(Data to use begins)
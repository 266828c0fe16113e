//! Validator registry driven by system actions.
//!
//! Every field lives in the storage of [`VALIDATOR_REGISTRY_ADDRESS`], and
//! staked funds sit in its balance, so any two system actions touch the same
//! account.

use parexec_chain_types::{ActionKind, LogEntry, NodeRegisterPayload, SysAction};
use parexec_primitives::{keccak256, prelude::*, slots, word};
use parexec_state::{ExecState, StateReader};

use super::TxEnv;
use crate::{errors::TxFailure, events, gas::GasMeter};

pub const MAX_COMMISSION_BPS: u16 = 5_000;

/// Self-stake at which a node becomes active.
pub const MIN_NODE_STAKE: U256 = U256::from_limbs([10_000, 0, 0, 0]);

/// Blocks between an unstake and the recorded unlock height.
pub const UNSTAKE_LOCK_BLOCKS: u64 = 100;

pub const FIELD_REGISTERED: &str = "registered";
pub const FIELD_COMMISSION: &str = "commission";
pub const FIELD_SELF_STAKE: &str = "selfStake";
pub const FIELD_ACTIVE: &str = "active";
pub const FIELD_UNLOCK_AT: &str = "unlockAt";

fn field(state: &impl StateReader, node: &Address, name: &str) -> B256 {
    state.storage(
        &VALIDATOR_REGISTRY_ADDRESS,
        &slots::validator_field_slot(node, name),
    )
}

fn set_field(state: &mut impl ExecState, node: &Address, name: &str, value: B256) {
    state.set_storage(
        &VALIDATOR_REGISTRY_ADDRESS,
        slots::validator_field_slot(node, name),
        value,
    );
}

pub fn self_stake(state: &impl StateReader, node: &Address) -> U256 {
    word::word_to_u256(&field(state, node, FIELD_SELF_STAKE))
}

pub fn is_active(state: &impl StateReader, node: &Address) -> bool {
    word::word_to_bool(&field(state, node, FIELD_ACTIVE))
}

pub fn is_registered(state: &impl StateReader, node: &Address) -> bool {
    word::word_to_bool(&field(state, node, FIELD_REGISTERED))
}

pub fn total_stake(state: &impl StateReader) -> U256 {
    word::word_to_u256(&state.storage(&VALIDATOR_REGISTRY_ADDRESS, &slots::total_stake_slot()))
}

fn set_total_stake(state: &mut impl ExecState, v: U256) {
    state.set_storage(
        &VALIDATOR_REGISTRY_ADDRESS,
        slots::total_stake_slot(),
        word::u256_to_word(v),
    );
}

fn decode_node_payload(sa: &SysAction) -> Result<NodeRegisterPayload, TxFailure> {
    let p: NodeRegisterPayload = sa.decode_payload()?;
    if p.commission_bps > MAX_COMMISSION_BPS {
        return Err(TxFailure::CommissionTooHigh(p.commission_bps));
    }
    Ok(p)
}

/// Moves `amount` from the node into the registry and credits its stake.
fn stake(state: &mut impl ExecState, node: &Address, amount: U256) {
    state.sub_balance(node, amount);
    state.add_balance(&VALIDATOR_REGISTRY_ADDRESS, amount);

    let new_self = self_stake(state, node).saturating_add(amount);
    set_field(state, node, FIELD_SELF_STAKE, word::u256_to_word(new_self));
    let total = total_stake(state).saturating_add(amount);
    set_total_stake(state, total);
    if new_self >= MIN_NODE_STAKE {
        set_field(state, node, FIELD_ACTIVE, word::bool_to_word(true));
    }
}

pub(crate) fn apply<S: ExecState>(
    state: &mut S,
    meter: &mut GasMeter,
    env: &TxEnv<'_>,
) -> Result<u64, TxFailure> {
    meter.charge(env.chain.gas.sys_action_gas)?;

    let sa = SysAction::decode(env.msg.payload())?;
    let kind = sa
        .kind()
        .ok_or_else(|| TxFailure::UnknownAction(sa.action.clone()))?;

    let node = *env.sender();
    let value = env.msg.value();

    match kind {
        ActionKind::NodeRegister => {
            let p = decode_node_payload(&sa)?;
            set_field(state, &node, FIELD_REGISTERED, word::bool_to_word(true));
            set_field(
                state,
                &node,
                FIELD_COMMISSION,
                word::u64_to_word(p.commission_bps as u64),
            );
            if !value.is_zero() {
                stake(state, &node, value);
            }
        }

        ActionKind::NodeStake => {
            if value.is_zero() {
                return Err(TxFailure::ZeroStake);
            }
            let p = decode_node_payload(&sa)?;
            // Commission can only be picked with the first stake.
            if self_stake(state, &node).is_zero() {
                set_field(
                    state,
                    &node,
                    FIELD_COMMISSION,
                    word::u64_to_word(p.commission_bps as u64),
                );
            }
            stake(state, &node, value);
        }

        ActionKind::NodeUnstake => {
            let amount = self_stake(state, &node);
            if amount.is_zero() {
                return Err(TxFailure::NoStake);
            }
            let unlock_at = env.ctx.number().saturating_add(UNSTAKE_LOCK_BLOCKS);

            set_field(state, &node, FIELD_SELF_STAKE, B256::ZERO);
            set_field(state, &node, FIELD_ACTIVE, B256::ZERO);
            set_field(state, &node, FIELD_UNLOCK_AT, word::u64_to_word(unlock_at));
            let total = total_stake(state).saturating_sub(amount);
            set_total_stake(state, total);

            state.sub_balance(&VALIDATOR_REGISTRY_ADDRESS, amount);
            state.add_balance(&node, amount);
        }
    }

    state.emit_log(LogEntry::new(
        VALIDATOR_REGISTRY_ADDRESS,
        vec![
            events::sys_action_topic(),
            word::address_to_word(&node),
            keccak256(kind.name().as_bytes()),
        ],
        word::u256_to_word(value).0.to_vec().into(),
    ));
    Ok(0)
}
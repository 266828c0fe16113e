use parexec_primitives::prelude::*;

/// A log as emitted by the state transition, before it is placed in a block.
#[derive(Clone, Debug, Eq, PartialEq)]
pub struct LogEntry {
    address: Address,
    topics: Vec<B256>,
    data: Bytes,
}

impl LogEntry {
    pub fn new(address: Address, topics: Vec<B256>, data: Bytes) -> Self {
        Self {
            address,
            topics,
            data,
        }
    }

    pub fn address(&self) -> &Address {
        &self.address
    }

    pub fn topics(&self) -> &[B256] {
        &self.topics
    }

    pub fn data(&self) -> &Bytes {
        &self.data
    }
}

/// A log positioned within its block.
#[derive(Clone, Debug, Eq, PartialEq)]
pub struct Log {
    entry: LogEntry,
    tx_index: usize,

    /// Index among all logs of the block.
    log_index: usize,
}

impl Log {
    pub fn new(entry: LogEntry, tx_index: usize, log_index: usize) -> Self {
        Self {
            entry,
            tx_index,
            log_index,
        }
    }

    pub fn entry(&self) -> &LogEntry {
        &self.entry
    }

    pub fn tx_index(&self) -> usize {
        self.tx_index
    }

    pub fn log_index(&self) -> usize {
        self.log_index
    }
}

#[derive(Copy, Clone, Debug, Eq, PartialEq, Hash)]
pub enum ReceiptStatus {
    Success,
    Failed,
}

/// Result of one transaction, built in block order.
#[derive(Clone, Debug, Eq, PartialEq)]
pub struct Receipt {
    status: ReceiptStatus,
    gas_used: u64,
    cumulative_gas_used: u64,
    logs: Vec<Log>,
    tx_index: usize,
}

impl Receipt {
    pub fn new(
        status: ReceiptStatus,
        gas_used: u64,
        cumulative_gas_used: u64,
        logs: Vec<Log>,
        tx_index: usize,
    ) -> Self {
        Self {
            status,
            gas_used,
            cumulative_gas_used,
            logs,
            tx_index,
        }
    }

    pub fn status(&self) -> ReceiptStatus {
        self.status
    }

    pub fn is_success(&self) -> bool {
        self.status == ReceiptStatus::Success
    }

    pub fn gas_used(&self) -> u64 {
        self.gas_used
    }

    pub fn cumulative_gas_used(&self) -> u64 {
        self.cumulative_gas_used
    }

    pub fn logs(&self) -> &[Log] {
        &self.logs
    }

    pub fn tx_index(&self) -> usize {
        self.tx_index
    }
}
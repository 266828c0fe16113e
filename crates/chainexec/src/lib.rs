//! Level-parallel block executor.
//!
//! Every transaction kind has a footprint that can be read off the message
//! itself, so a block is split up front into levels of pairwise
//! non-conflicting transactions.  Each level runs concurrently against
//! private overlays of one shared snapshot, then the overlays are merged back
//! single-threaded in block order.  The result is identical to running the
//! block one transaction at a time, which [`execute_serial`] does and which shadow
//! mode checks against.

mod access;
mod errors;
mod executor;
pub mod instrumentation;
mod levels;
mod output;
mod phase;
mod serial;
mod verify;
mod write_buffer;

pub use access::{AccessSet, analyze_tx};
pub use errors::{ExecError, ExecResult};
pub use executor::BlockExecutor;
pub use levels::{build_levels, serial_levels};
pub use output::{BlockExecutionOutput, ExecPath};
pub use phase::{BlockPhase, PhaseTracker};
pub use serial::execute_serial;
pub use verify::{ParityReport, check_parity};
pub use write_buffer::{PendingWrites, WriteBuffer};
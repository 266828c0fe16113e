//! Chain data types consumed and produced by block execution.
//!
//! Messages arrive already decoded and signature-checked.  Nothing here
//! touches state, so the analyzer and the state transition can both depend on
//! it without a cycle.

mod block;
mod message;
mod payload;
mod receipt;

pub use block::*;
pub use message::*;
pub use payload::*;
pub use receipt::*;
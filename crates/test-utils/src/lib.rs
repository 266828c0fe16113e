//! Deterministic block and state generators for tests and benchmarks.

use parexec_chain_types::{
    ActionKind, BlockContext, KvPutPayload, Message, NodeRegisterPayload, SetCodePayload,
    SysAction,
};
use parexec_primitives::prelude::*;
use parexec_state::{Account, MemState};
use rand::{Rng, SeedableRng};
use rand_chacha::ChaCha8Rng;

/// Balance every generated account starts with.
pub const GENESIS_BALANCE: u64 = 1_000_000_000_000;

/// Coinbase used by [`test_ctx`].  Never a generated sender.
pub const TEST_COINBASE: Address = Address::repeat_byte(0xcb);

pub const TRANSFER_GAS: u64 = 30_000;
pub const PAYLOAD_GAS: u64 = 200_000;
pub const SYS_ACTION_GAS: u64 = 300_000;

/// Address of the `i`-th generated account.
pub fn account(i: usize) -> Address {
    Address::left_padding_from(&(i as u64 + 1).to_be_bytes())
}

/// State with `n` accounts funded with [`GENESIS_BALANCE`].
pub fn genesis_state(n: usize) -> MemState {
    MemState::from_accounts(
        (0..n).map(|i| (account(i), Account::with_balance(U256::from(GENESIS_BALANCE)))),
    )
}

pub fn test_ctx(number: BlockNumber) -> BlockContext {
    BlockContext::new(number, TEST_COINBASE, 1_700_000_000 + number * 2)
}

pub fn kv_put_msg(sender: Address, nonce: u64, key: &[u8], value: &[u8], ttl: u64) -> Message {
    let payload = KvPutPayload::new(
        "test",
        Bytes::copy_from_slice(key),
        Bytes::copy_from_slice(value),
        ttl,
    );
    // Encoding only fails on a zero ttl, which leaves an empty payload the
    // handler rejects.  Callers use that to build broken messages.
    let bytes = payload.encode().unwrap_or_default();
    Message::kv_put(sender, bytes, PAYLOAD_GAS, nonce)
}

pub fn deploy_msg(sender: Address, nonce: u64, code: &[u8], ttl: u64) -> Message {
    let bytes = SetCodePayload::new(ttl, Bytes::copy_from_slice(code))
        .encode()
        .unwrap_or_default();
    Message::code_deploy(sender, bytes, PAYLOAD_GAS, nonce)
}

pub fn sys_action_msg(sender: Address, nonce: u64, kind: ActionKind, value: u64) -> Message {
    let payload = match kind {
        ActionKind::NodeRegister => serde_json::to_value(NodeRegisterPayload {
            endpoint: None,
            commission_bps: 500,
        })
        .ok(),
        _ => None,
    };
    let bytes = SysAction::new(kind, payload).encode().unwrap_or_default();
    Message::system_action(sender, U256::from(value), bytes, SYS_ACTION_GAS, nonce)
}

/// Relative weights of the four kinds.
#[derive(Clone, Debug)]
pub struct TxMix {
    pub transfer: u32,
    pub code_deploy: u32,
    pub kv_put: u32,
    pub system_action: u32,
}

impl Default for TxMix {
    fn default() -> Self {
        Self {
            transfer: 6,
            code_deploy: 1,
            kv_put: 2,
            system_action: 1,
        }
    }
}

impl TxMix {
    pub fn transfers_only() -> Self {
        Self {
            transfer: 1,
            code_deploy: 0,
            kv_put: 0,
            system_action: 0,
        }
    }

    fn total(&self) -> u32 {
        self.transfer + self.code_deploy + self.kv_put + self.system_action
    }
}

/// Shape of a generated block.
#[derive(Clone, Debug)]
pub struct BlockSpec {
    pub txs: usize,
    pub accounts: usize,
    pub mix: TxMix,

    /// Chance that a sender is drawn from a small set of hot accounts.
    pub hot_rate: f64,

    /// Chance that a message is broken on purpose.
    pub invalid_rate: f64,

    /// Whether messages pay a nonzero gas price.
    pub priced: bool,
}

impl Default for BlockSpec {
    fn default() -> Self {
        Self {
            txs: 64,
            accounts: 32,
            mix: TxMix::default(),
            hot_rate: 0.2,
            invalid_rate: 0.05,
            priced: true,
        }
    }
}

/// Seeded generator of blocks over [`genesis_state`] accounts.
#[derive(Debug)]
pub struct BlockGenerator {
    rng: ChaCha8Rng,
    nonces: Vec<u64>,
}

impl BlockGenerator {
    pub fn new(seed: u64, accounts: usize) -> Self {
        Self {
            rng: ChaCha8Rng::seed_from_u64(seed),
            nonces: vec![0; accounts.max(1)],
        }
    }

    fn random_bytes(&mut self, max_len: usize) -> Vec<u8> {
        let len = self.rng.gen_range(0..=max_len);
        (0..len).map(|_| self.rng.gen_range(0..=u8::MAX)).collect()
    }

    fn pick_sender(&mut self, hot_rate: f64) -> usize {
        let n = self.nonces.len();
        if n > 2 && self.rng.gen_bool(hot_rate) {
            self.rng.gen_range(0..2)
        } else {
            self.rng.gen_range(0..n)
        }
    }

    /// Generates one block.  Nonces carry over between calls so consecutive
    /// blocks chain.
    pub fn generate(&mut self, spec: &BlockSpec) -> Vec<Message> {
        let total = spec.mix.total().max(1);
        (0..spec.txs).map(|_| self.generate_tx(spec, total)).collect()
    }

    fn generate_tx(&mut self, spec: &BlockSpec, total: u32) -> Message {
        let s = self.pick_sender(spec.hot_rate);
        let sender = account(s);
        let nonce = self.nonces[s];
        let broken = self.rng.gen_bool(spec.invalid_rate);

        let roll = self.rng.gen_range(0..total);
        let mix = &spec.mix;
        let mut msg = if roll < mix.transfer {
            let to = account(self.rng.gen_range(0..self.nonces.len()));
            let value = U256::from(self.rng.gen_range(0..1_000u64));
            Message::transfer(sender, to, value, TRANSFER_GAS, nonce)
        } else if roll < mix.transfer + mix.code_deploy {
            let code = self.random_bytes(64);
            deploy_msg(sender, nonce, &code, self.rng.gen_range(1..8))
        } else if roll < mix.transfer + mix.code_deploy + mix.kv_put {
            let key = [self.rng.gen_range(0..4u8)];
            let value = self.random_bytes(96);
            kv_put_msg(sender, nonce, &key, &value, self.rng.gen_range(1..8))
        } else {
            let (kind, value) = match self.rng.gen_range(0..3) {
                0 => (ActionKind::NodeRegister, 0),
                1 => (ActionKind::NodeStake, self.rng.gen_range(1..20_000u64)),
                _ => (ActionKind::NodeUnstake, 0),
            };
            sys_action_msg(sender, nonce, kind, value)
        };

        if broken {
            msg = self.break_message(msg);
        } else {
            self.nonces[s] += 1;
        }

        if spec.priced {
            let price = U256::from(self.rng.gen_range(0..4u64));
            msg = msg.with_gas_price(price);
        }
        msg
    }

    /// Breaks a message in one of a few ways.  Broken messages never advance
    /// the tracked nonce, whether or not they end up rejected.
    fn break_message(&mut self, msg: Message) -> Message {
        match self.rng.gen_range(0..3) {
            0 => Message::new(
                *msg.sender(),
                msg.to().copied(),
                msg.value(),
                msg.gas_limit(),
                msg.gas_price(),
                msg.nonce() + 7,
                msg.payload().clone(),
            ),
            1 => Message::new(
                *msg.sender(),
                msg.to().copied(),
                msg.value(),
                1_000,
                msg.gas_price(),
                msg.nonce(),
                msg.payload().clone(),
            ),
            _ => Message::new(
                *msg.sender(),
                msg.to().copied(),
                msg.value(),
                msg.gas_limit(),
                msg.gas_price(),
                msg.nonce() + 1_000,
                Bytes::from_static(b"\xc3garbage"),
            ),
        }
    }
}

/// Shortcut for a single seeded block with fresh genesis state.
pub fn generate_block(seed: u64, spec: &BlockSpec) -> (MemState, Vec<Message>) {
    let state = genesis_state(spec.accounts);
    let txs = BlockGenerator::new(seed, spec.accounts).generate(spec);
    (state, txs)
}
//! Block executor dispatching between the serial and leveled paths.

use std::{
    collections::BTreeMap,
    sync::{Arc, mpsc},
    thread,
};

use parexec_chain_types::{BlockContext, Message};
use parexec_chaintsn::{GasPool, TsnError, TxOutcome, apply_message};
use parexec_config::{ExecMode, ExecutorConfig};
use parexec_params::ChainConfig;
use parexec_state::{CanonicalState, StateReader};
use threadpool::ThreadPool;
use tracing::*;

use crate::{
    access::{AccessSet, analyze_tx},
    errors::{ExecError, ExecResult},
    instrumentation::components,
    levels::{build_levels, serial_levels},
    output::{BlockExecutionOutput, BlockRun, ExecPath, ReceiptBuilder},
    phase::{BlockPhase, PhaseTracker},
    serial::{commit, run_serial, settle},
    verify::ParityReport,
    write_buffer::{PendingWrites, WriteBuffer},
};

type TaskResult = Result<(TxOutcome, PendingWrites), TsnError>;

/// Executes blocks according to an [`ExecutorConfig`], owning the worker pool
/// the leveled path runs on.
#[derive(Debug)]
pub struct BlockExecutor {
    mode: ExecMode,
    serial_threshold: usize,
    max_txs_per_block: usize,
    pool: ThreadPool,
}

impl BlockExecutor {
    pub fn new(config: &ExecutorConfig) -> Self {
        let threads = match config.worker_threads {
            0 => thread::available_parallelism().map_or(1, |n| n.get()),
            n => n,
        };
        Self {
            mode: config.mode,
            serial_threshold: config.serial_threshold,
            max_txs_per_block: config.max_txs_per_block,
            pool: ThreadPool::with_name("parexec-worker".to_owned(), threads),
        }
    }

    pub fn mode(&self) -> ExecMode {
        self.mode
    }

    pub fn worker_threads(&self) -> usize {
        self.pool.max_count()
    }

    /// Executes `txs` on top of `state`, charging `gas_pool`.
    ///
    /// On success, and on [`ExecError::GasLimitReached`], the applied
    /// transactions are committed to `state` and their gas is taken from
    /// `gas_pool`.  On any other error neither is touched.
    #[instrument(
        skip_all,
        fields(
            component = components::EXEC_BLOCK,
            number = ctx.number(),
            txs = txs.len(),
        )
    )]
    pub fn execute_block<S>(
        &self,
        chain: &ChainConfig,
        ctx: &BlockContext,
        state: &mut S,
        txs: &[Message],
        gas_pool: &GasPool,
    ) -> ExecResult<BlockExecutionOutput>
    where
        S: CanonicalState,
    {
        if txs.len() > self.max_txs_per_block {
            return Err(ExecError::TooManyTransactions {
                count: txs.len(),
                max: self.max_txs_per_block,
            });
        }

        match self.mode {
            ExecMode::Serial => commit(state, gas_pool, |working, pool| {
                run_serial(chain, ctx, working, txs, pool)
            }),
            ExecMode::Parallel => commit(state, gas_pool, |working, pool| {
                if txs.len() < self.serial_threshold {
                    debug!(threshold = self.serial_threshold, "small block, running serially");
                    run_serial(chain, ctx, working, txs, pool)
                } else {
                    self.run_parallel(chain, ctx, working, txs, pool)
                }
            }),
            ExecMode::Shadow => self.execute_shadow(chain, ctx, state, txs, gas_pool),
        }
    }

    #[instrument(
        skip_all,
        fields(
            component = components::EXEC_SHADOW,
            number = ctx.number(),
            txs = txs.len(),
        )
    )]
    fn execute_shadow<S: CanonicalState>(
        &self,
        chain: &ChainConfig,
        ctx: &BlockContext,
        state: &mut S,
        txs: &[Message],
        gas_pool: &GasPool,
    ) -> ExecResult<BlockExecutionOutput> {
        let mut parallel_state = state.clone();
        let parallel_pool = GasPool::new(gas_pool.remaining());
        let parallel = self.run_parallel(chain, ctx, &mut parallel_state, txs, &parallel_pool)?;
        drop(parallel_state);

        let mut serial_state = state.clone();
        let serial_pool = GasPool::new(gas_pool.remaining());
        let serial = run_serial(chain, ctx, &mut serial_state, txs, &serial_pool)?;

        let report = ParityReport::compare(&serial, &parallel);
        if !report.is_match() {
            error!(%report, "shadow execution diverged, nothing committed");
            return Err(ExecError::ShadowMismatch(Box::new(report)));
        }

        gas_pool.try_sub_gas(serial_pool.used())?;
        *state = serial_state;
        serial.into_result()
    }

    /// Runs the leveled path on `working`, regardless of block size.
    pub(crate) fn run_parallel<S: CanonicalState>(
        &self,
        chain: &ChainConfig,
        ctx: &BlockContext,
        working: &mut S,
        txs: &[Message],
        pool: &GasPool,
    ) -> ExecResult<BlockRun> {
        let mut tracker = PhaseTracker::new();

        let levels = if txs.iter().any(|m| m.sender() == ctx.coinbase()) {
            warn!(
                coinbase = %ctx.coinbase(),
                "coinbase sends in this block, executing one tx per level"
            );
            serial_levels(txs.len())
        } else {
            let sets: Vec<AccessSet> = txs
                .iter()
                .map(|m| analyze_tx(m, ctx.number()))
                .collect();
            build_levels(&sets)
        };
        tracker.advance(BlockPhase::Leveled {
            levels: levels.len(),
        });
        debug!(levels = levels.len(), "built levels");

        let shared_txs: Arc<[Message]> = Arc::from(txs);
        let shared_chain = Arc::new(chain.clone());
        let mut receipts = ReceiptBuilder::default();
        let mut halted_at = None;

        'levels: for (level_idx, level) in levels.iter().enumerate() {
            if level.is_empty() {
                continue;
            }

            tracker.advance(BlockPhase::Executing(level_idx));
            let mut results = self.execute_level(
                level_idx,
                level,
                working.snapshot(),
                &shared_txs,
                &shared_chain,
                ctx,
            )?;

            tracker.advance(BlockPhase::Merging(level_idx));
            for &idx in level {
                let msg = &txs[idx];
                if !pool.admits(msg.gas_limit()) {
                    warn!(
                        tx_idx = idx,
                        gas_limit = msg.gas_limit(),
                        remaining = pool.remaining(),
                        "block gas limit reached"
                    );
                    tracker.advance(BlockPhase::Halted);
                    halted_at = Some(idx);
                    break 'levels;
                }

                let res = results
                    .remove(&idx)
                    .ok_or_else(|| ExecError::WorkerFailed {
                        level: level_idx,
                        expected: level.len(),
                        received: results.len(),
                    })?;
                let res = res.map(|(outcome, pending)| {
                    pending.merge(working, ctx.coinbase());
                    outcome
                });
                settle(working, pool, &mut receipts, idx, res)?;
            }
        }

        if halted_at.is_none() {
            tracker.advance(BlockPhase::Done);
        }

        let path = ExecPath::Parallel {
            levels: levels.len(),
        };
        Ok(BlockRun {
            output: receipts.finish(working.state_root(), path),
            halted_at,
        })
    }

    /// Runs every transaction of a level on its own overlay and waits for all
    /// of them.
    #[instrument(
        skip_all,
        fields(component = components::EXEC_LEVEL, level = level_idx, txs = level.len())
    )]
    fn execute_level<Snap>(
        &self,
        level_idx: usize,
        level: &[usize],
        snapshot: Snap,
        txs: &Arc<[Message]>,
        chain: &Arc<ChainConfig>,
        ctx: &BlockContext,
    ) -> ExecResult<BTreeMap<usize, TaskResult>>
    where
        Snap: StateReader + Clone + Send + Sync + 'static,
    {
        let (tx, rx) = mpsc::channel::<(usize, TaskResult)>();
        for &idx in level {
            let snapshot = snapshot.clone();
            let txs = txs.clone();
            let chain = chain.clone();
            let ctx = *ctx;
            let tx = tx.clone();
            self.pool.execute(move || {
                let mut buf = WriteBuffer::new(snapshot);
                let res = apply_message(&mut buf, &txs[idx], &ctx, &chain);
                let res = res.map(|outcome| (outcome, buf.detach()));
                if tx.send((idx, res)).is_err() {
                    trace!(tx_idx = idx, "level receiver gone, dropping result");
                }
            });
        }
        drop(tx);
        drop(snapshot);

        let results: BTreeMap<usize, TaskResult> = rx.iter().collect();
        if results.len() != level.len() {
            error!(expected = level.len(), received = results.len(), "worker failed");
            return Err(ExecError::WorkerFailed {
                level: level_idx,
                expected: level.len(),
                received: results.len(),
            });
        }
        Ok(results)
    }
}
(Data to use ends)
**What you have to do:**
In the listing above, find every line with the word "running" and copy it.

**Completed task:**
//! single-threaded in block order.  The result is identical to running the
                    debug!(threshold = self.serial_threshold, "small block, running serially");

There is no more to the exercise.